▸ Problem description
Copy each line in the data that includes the word "push".

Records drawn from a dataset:
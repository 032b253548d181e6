//! Difference detection between a source and a replica snapshot

use crate::hasher::ContentHasher;
use crate::scan::TreeSnapshot;
use replisync_types::{Error, RelPath};
use std::collections::{BTreeMap, BTreeSet};
use std::fmt;
use std::sync::Arc;
use tracing::{debug, info};

/// Which side holds the directory in a file/directory collision
#[derive(Debug, Clone, Copy, PartialEq, Eq)]
pub enum ConflictSide {
    /// The path is a file in the source and a directory in the replica
    DirectoryInReplica,
    /// The path is a directory in the source and a file in the replica
    DirectoryInSource,
}

impl fmt::Display for ConflictSide {
    fn fmt(&self, f: &mut fmt::Formatter<'_>) -> fmt::Result {
        match self {
            Self::DirectoryInReplica => f.write_str("file in source, directory in replica"),
            Self::DirectoryInSource => f.write_str("directory in source, file in replica"),
        }
    }
}

/// Actions needed to bring a replica in line with its source
///
/// `to_create`, `to_update` and `to_delete` are disjoint. Nothing at or below
/// a conflicting path appears in any of them.
#[derive(Debug, Default)]
pub struct ActionSet {
    /// In the source, absent from the replica
    pub to_create: BTreeSet<RelPath>,
    /// In both, with differing content or a symlink on the replica side
    pub to_update: BTreeSet<RelPath>,
    /// In the replica, absent from the source
    pub to_delete: BTreeSet<RelPath>,
    /// File on one side, directory on the other
    pub conflicts: BTreeMap<RelPath, ConflictSide>,
    /// Pairs that could not be compared because hashing failed
    pub compare_errors: Vec<(RelPath, Error)>,
    /// Pairs found identical
    pub unchanged: u64,
    /// Pairs whose sizes differed, so no hashing was needed
    pub size_mismatches: u64,
}

impl ActionSet {
    /// True when the replica already mirrors the source
    pub fn is_empty(&self) -> bool {
        self.to_create.is_empty()
            && self.to_update.is_empty()
            && self.to_delete.is_empty()
            && self.conflicts.is_empty()
            && self.compare_errors.is_empty()
    }

    /// Number of replica mutations the set calls for
    pub fn action_count(&self) -> usize {
        self.to_create.len() + self.to_update.len() + self.to_delete.len()
    }

    fn is_blocked(&self, path: &RelPath) -> bool {
        self.conflicts.contains_key(path)
            || path.ancestors().any(|ancestor| self.conflicts.contains_key(&ancestor))
    }
}

/// Engine for classifying paths into an [`ActionSet`]
#[derive(Debug, Clone)]
pub struct DiffEngine {
    hasher: Arc<dyn ContentHasher>,
}

impl DiffEngine {
    /// Create a diff engine comparing contents with `hasher`
    pub fn new(hasher: Arc<dyn ContentHasher>) -> Self {
        Self { hasher }
    }

    /// Compare two snapshots
    ///
    /// A replica entry that is a symlink is always replaced, without reading
    /// through it. Sizes are compared next: pairs of different size are
    /// updates without hashing. Equal-size pairs are always hashed, both sides concurrently,
    /// since equal size never implies equal content.
    pub async fn detect_changes(&self, source: &TreeSnapshot, replica: &TreeSnapshot) -> ActionSet {
        let mut actions = ActionSet {
            conflicts: Self::detect_conflicts(source, replica),
            ..ActionSet::default()
        };

        let mut candidates = Vec::new();
        for entry in source.files() {
            let path = entry.path();
            if actions.is_blocked(path) {
                continue;
            }
            match replica.get(path) {
                Some(existing) => candidates.push((entry, existing)),
                None => {
                    actions.to_create.insert(path.clone());
                }
            }
        }

        for entry in replica.files() {
            let path = entry.path();
            if !source.contains_file(path) && !actions.is_blocked(path) {
                actions.to_delete.insert(path.clone());
            }
        }

        for (src, rep) in candidates {
            let path = src.path();
            if rep.is_symlink() {
                debug!("Replica entry {} is a symlink, replacing it", path);
                actions.to_update.insert(path.clone());
                continue;
            }
            if src.size() != rep.size() {
                debug!("Size differs for {}: {} vs {}", path, src.size(), rep.size());
                actions.size_mismatches += 1;
                actions.to_update.insert(path.clone());
                continue;
            }

            let hasher = self.hasher.as_ref();
            match tokio::try_join!(src.digest(hasher), rep.digest(hasher)) {
                Ok((src_digest, rep_digest)) if src_digest == rep_digest => {
                    actions.unchanged += 1;
                }
                Ok((src_digest, rep_digest)) => {
                    debug!("Content differs for {}: {} vs {}", path, src_digest, rep_digest);
                    actions.to_update.insert(path.clone());
                }
                Err(error) => actions.compare_errors.push((path.clone(), error)),
            }
        }

        info!(
            "Detected {} to create, {} to update, {} to delete, {} unchanged, {} conflicts",
            actions.to_create.len(),
            actions.to_update.len(),
            actions.to_delete.len(),
            actions.unchanged,
            actions.conflicts.len()
        );
        actions
    }

    fn detect_conflicts(
        source: &TreeSnapshot,
        replica: &TreeSnapshot,
    ) -> BTreeMap<RelPath, ConflictSide> {
        let mut conflicts = BTreeMap::new();
        for entry in source.files() {
            if replica.contains_dir(entry.path()) {
                conflicts.insert(entry.path().clone(), ConflictSide::DirectoryInReplica);
            }
        }
        for entry in replica.files() {
            if source.contains_dir(entry.path()) {
                conflicts.insert(entry.path().clone(), ConflictSide::DirectoryInSource);
            }
        }
        conflicts
    }
}
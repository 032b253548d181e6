//! Error types for configuration management

use replisync_types::Error as ReplisyncError;
use std::path::PathBuf;
use thiserror::Error;

/// Configuration error type
#[derive(Error, Debug)]
pub enum ConfigError {
    /// I/O error when reading configuration file or probing a root
    #[error("I/O error on '{path}': {source}")]
    Io {
        /// Path that could not be accessed
        path: PathBuf,
        /// Underlying I/O error
        source: std::io::Error,
    },

    /// Configuration validation error
    #[error("Configuration validation failed: {message}")]
    Validation {
        /// Validation error message
        message: String,
    },

    /// Invalid configuration value
    #[error("Invalid value for '{key}': {message}")]
    InvalidValue {
        /// Configuration key
        key: String,
        /// Error message
        message: String,
    },

    /// Serialization error
    #[error("Serialization error: {message}")]
    Serialization {
        /// Error message
        message: String,
    },

    /// Generic configuration error
    #[error("Configuration error: {message}")]
    Other {
        /// Error message
        message: String,
    },
}

impl From<serde_yaml::Error> for ConfigError {
    fn from(error: serde_yaml::Error) -> Self {
        Self::Serialization {
            message: error.to_string(),
        }
    }
}

impl From<config::ConfigError> for ConfigError {
    fn from(error: config::ConfigError) -> Self {
        Self::Other {
            message: error.to_string(),
        }
    }
}

impl From<ConfigError> for ReplisyncError {
    fn from(error: ConfigError) -> Self {
        ReplisyncError::config(error.to_string())
    }
}

/// Result type for configuration operations
pub type ConfigResult<T> = Result<T, ConfigError>;

impl ConfigError {
    /// Create a new validation error
    pub fn validation<S: Into<String>>(message: S) -> Self {
        Self::Validation {
            message: message.into(),
        }
    }

    /// Create a new invalid value error
    pub fn invalid_value<K: Into<String>, S: Into<String>>(key: K, message: S) -> Self {
        Self::InvalidValue {
            key: key.into(),
            message: message.into(),
        }
    }

    /// Create a new other error
    pub fn other<S: Into<String>>(message: S) -> Self {
        Self::Other {
            message: message.into(),
        }
    }
}
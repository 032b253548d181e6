//! Console output helpers for the replisync CLI

use console::style;
use replisync_config::{Config, SyncRoots};
use replisync_sync::PassReport;
use std::time::Duration;

/// Print the startup banner
pub fn print_banner(roots: &SyncRoots, config: &Config, once: bool) {
    println!(
        "{} Mirroring {} to {}",
        style("→").green().bold(),
        style(roots.source.display()).cyan(),
        style(roots.replica.display()).cyan()
    );
    let schedule = if once {
        "single pass".to_string()
    } else {
        format!("every {} minute(s)", config.schedule.interval_minutes)
    };
    println!(
        "  Hash: {}  Schedule: {}{}",
        style(config.sync.hash_algorithm).yellow(),
        style(schedule).yellow(),
        if config.sync.dry_run {
            style("  (dry run)").dim().to_string()
        } else {
            String::new()
        }
    );
}

/// Print the statistics of a finished pass
pub fn print_pass_summary(report: &PassReport) {
    let stats = &report.stats;
    println!();
    println!("{}", style("Pass Summary:").bold().underlined());
    println!("  Created: {}", style(stats.created).green());
    println!("  Updated: {}", style(stats.updated).green());
    println!("  Deleted: {}", style(stats.deleted).green());
    println!("  Unchanged: {}", style(stats.unchanged).dim());
    println!(
        "  Bytes copied: {}",
        style(format_bytes(stats.bytes_copied)).green()
    );
    println!(
        "  Errors: {}",
        if stats.errors > 0 {
            style(stats.errors).red()
        } else {
            style(stats.errors).green()
        }
    );
    println!(
        "  Duration: {}",
        style(format_duration(stats.duration)).blue()
    );
    if report.dry_run {
        println!(
            "  Planned actions: {}",
            style(report.plan.action_count()).yellow()
        );
    }
}

/// Human readable byte count
pub fn format_bytes(bytes: u64) -> String {
    const UNITS: &[&str] = &["B", "KB", "MB", "GB", "TB"];
    let mut size = bytes as f64;
    let mut unit_index = 0;

    while size >= 1024.0 && unit_index < UNITS.len() - 1 {
        size /= 1024.0;
        unit_index += 1;
    }

    format!("{:.2} {}", size, UNITS[unit_index])
}

/// Human readable duration
pub fn format_duration(duration: Duration) -> String {
    let secs = duration.as_secs();
    if secs < 60 {
        format!("{:.2}s", duration.as_secs_f64())
    } else if secs < 3600 {
        format!("{}m {}s", secs / 60, secs % 60)
    } else {
        format!("{}h {}m {}s", secs / 3600, (secs % 3600) / 60, secs % 60)
    }
}
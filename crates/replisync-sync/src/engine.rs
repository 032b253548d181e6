//! Main reconciliation engine

use crate::{
    diff::{ActionSet, DiffEngine},
    hasher::{ContentHasher, FileHasher},
    ops::{LocalReplicaOps, ReplicaOps},
    scan::{TreeScanner, TreeSnapshot},
    sink::{EventSink, TracingSink},
};
use replisync_config::SyncConfig;
use replisync_types::{Error, EventKind, PassStats, RelPath, Result, SyncEvent};
use std::collections::BTreeSet;
use std::fmt;
use std::path::{Path, PathBuf};
use std::sync::Arc;
use std::time::Instant;
use tracing::{debug, info};
use uuid::Uuid;

/// Reconciliation options
#[derive(Debug, Clone, Copy, Default, PartialEq, Eq)]
pub struct SyncOptions {
    /// Plan and log actions without touching the replica
    pub dry_run: bool,
}

impl SyncOptions {
    /// Options for a planning-only pass
    pub fn dry_run() -> Self {
        Self { dry_run: true }
    }
}

/// Outcome of one reconciliation pass
#[derive(Debug)]
pub struct PassReport {
    /// Identifier shared by every log line of the pass
    pub pass_id: Uuid,
    /// Events in the order they were emitted
    pub events: Vec<SyncEvent>,
    /// Counters for the pass
    pub stats: PassStats,
    /// Whether the pass ran in dry-run mode
    pub dry_run: bool,
    /// The actions that were computed for the pass
    pub plan: ActionSet,
}

impl PassReport {
    /// Number of events of `kind`
    pub fn count(&self, kind: EventKind) -> usize {
        self.events.iter().filter(|event| event.kind == kind).count()
    }

    /// `Error` events only
    pub fn errors(&self) -> impl Iterator<Item = &SyncEvent> {
        self.events.iter().filter(|event| event.is_error())
    }

    /// True when the pass emitted no `Error` events
    pub fn is_clean(&self) -> bool {
        self.stats.is_clean()
    }
}

struct PassRecorder<'a> {
    sink: &'a dyn EventSink,
    events: Vec<SyncEvent>,
    stats: PassStats,
}

impl<'a> PassRecorder<'a> {
    fn new(sink: &'a dyn EventSink) -> Self {
        Self {
            sink,
            events: Vec::new(),
            stats: PassStats::new(),
        }
    }

    fn record(&mut self, event: SyncEvent) {
        match event.kind {
            EventKind::Created => self.stats.created += 1,
            EventKind::Updated => self.stats.updated += 1,
            EventKind::Deleted => self.stats.deleted += 1,
            EventKind::Error => self.stats.errors += 1,
            EventKind::Copied => {}
        }
        self.sink.emit(&event);
        self.events.push(event);
    }

    fn fail(&mut self, path: &RelPath, error: &Error) {
        self.record(SyncEvent::error(path.clone(), error));
    }
}

/// Brings a replica tree in line with its source, one pass at a time
///
/// Each pass scans both trees, classifies every path and then applies
/// creates, deletes and updates in that order, one operation at a time.
/// A failure on one path becomes an `Error` event and the pass moves on.
pub struct SyncEngine {
    scanner: TreeScanner,
    diff: DiffEngine,
    ops: Arc<dyn ReplicaOps>,
    sink: Arc<dyn EventSink>,
    options: SyncOptions,
}

impl fmt::Debug for SyncEngine {
    fn fmt(&self, f: &mut fmt::Formatter<'_>) -> fmt::Result {
        f.debug_struct("SyncEngine")
            .field("diff", &self.diff)
            .field("ops", &self.ops)
            .field("options", &self.options)
            .finish_non_exhaustive()
    }
}

impl SyncEngine {
    /// Create an engine comparing contents with `hasher`
    pub fn new(hasher: Arc<dyn ContentHasher>) -> Self {
        Self {
            scanner: TreeScanner::new(),
            diff: DiffEngine::new(hasher),
            ops: Arc::new(LocalReplicaOps),
            sink: Arc::new(TracingSink),
            options: SyncOptions::default(),
        }
    }

    /// Create an engine from the sync configuration section
    pub fn from_config(config: &SyncConfig) -> Self {
        Self::new(Arc::new(FileHasher::from_config(config))).with_options(SyncOptions {
            dry_run: config.dry_run,
        })
    }

    /// Replace the replica operations
    pub fn with_ops(mut self, ops: Arc<dyn ReplicaOps>) -> Self {
        self.ops = ops;
        self
    }

    /// Replace the event sink
    pub fn with_sink(mut self, sink: Arc<dyn EventSink>) -> Self {
        self.sink = sink;
        self
    }

    /// Set reconciliation options
    pub fn with_options(mut self, options: SyncOptions) -> Self {
        self.options = options;
        self
    }

    /// Current options
    pub fn options(&self) -> SyncOptions {
        self.options
    }

    /// Scan both trees concurrently
    ///
    /// Links are followed in the source and recorded unfollowed in the
    /// replica, so replica links get replaced rather than written through.
    pub async fn scan_pair(&self, source: &Path, replica: &Path) -> Result<(TreeSnapshot, TreeSnapshot)> {
        let replica_scanner = self.scanner.follow_links(false);
        tokio::try_join!(self.scanner.scan(source), replica_scanner.scan(replica))
    }

    /// Compute the actions a pass would take, without applying any
    pub async fn plan(&self, source: &Path, replica: &Path) -> Result<ActionSet> {
        let (source_tree, replica_tree) = self.scan_pair(source, replica).await?;
        Ok(self.diff.detect_changes(&source_tree, &replica_tree).await)
    }

    /// Run one reconciliation pass
    ///
    /// Returns `Err` only when either tree cannot be scanned; nothing is
    /// applied in that case. Per-path failures are reported as events.
    pub async fn reconcile(&self, source: &Path, replica: &Path) -> Result<PassReport> {
        let started = Instant::now();
        let pass_id = Uuid::new_v4();
        info!(
            "Pass {} started: '{}' -> '{}'",
            pass_id,
            source.display(),
            replica.display()
        );

        let (source_tree, replica_tree) = self.scan_pair(source, replica).await?;
        let plan = self.diff.detect_changes(&source_tree, &replica_tree).await;

        let mut recorder = PassRecorder::new(self.sink.as_ref());
        recorder.stats.unchanged = plan.unchanged;

        for (path, side) in &plan.conflicts {
            recorder.fail(path, &Error::conflict(path.to_string(), side.to_string()));
        }

        if self.options.dry_run {
            Self::log_plan(&plan);
        } else {
            self.apply_creates(&plan, &source_tree, &replica_tree, &mut recorder)
                .await;
            self.apply_deletes(&plan, replica, &mut recorder).await;
            self.apply_updates(&plan, &source_tree, replica, &mut recorder)
                .await;
        }

        for (path, error) in &plan.compare_errors {
            recorder.fail(path, error);
        }

        let PassRecorder {
            events, mut stats, ..
        } = recorder;
        stats.duration = started.elapsed();

        info!(
            "Pass {} finished in {:.2?}: {} created, {} updated, {} deleted, {} unchanged, {} errors{}",
            pass_id,
            stats.duration,
            stats.created,
            stats.updated,
            stats.deleted,
            stats.unchanged,
            stats.errors,
            if self.options.dry_run { " (dry run)" } else { "" }
        );

        Ok(PassReport {
            pass_id,
            events,
            stats,
            dry_run: self.options.dry_run,
            plan,
        })
    }

    async fn apply_creates(
        &self,
        plan: &ActionSet,
        source_tree: &TreeSnapshot,
        replica_tree: &TreeSnapshot,
        recorder: &mut PassRecorder<'_>,
    ) {
        let replica = replica_tree.root();
        let mut made_dirs: BTreeSet<RelPath> = BTreeSet::new();

        for path in &plan.to_create {
            let mut created_dir = None;
            if let Some(parent) = path.ancestors().next() {
                if !replica_tree.contains_dir(&parent) && !made_dirs.contains(&parent) {
                    if let Err(error) = self.ops.create_dir_all(&parent.under(replica)).await {
                        recorder.fail(path, &error);
                        continue;
                    }
                    made_dirs.extend(parent.ancestors());
                    made_dirs.insert(parent.clone());
                    created_dir = Some(parent);
                }
            }

            match self
                .ops
                .copy_file(&Self::source_file(source_tree, path), &path.under(replica))
                .await
            {
                Ok(bytes) => {
                    recorder.stats.bytes_copied += bytes;
                    recorder.record(
                        SyncEvent::new(EventKind::Created, path.clone())
                            .with_detail(format!("{} bytes", bytes)),
                    );
                    if let Some(dir) = created_dir {
                        recorder.record(
                            SyncEvent::new(EventKind::Copied, path.clone())
                                .with_detail(format!("created directory {}", dir)),
                        );
                    }
                }
                Err(error) => recorder.fail(path, &error),
            }
        }
    }

    async fn apply_deletes(&self, plan: &ActionSet, replica: &Path, recorder: &mut PassRecorder<'_>) {
        for path in &plan.to_delete {
            match self.ops.remove_file(&path.under(replica)).await {
                Ok(()) => recorder.record(SyncEvent::new(EventKind::Deleted, path.clone())),
                Err(error) => recorder.fail(path, &error),
            }
        }
    }

    async fn apply_updates(
        &self,
        plan: &ActionSet,
        source_tree: &TreeSnapshot,
        replica: &Path,
        recorder: &mut PassRecorder<'_>,
    ) {
        for path in &plan.to_update {
            match self
                .ops
                .copy_file(&Self::source_file(source_tree, path), &path.under(replica))
                .await
            {
                Ok(bytes) => {
                    recorder.stats.bytes_copied += bytes;
                    recorder.record(
                        SyncEvent::new(EventKind::Updated, path.clone())
                            .with_detail(format!("{} bytes", bytes)),
                    );
                }
                Err(error) => recorder.fail(path, &error),
            }
        }
    }

    /// Location the scan found `path` at, which is what the copy reads
    fn source_file(source_tree: &TreeSnapshot, path: &RelPath) -> PathBuf {
        source_tree.get(path).map_or_else(
            || path.under(source_tree.root()),
            |entry| entry.absolute().to_path_buf(),
        )
    }

    fn log_plan(plan: &ActionSet) {
        for path in &plan.to_create {
            info!("[dry run] would create {}", path);
        }
        for path in &plan.to_delete {
            info!("[dry run] would delete {}", path);
        }
        for path in &plan.to_update {
            info!("[dry run] would update {}", path);
        }
        debug!("[dry run] {} actions planned", plan.action_count());
    }
}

▸ Problem solution
                Some(existing) => candidates.push((entry, existing)),
                Err(error) => actions.compare_errors.push((path.clone(), error)),
        self.events.push(event);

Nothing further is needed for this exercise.